══ Records to process ══

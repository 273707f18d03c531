#[cfg(feature = "cli")]
use std::sync::Mutex;
#[cfg(feature = "cli")]
use std::time::{Duration, Instant};
#[cfg(feature = "cli")]
use sysinfo::{Pid, RefreshKind, System};

#[cfg(feature = "cli")]
#[derive(Debug, Clone)]
pub struct ResourceSnapshot {
    pub cpu_percent: f32,
    pub memory_mb: u64,
    pub peak_memory_mb: u64,
    pub elapsed: Duration,
}

/// Per-phase resource logging for long batch runs. Disabled instances (and
/// instances whose own PID cannot be resolved) are no-ops.
#[cfg(feature = "cli")]
pub struct RunMonitor {
    system: Mutex<System>,
    pid: Option<Pid>,
    started: Instant,
    peak_memory_mb: Mutex<u64>,
    enabled: bool,
}

#[cfg(feature = "cli")]
impl RunMonitor {
    pub fn new(enabled: bool) -> Self {
        let mut system = System::new_with_specifics(RefreshKind::everything());
        system.refresh_all();

        Self {
            system: Mutex::new(system),
            pid: sysinfo::get_current_pid().ok(),
            started: Instant::now(),
            peak_memory_mb: Mutex::new(0),
            enabled,
        }
    }

    pub fn snapshot(&self) -> Option<ResourceSnapshot> {
        if !self.enabled {
            return None;
        }
        let pid = self.pid?;

        let mut system = self.system.lock().ok()?;
        system.refresh_all();
        let process = system.process(pid)?;
        let memory_mb = process.memory() / 1024 / 1024;

        let mut peak = self.peak_memory_mb.lock().ok()?;
        if memory_mb > *peak {
            *peak = memory_mb;
        }

        Some(ResourceSnapshot {
            cpu_percent: process.cpu_usage(),
            memory_mb,
            peak_memory_mb: *peak,
            elapsed: self.started.elapsed(),
        })
    }

    pub fn log_phase(&self, phase: &str) {
        if let Some(stats) = self.snapshot() {
            tracing::info!(
                "📊 {} - CPU: {:.1}%, Memory: {}MB, Peak: {}MB, Time: {:?}",
                phase,
                stats.cpu_percent,
                stats.memory_mb,
                stats.peak_memory_mb,
                stats.elapsed
            );
        }
    }

    pub fn log_summary(&self) {
        if let Some(stats) = self.snapshot() {
            tracing::info!(
                "📊 Run complete - Total Time: {:?}, Peak Memory: {}MB",
                stats.elapsed,
                stats.peak_memory_mb
            );
        }
    }
}

// No-op monitor for library builds without the cli feature.
#[cfg(not(feature = "cli"))]
pub struct RunMonitor;

#[cfg(not(feature = "cli"))]
impl RunMonitor {
    pub fn new(_enabled: bool) -> Self {
        Self
    }

    pub fn log_phase(&self, _phase: &str) {}

    pub fn log_summary(&self) {}
}

#[cfg(all(test, feature = "cli"))]
mod tests {
    use super::*;

    #[test]
    fn test_disabled_monitor_yields_no_snapshots() {
        let monitor = RunMonitor::new(false);
        assert!(monitor.snapshot().is_none());
    }

    #[test]
    fn test_enabled_monitor_tracks_peak_memory() {
        let monitor = RunMonitor::new(true);
        if let Some(stats) = monitor.snapshot() {
            assert!(stats.peak_memory_mb >= stats.memory_mb || stats.memory_mb == 0);
        }
    }
}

═══

## Exercise directions
For every line in the data above that has the string "bool", return that line.

## The completed task
    enabled: bool,
    pub fn new(enabled: bool) -> Self {
    pub fn new(_enabled: bool) -> Self {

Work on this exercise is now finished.